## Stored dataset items
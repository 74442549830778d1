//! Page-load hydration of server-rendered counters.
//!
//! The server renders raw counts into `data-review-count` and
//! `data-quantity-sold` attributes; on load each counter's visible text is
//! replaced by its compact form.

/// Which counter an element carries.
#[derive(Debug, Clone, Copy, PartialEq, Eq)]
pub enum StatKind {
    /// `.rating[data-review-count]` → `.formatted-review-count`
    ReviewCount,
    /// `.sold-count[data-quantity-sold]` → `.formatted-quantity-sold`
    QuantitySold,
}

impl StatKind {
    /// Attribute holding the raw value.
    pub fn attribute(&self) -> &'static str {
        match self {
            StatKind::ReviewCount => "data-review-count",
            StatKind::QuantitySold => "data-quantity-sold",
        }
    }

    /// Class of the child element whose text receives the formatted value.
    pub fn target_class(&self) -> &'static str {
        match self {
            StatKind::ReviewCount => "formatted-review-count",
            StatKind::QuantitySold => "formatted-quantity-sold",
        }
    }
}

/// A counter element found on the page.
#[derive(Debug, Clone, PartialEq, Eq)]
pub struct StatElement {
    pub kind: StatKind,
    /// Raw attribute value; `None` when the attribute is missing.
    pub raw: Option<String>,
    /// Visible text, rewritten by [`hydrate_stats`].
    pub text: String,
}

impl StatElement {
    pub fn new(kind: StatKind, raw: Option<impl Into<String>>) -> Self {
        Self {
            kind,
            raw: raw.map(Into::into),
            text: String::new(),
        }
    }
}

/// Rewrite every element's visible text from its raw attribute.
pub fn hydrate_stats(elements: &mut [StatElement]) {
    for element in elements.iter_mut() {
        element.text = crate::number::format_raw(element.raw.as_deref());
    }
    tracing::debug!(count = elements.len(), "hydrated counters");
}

--

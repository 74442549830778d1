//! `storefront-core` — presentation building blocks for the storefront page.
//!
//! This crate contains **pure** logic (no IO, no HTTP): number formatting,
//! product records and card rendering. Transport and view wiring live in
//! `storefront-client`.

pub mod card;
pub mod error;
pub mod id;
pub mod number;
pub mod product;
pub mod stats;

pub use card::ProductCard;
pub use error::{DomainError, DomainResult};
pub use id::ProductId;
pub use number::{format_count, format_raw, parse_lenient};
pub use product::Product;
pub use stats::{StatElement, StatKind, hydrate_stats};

## What is expected
Look above for the line with "pub fn target_class(&self)" and the line with "for element in", and reproduce exactly those two lines plus every line between, nothing more.

## Answer to this problem
    pub fn target_class(&self) -> &'static str {
        match self {
            StatKind::ReviewCount => "formatted-review-count",
            StatKind::QuantitySold => "formatted-quantity-sold",
        }
    }
}

/// A counter element found on the page.
#[derive(Debug, Clone, PartialEq, Eq)]
pub struct StatElement {
    pub kind: StatKind,
    /// Raw attribute value; `None` when the attribute is missing.
    pub raw: Option<String>,
    /// Visible text, rewritten by [`hydrate_stats`].
    pub text: String,
}

impl StatElement {
    pub fn new(kind: StatKind, raw: Option<impl Into<String>>) -> Self {
        Self {
            kind,
            raw: raw.map(Into::into),
            text: String::new(),
        }
    }
}

/// Rewrite every element's visible text from its raw attribute.
pub fn hydrate_stats(elements: &mut [StatElement]) {
    for element in elements.iter_mut() {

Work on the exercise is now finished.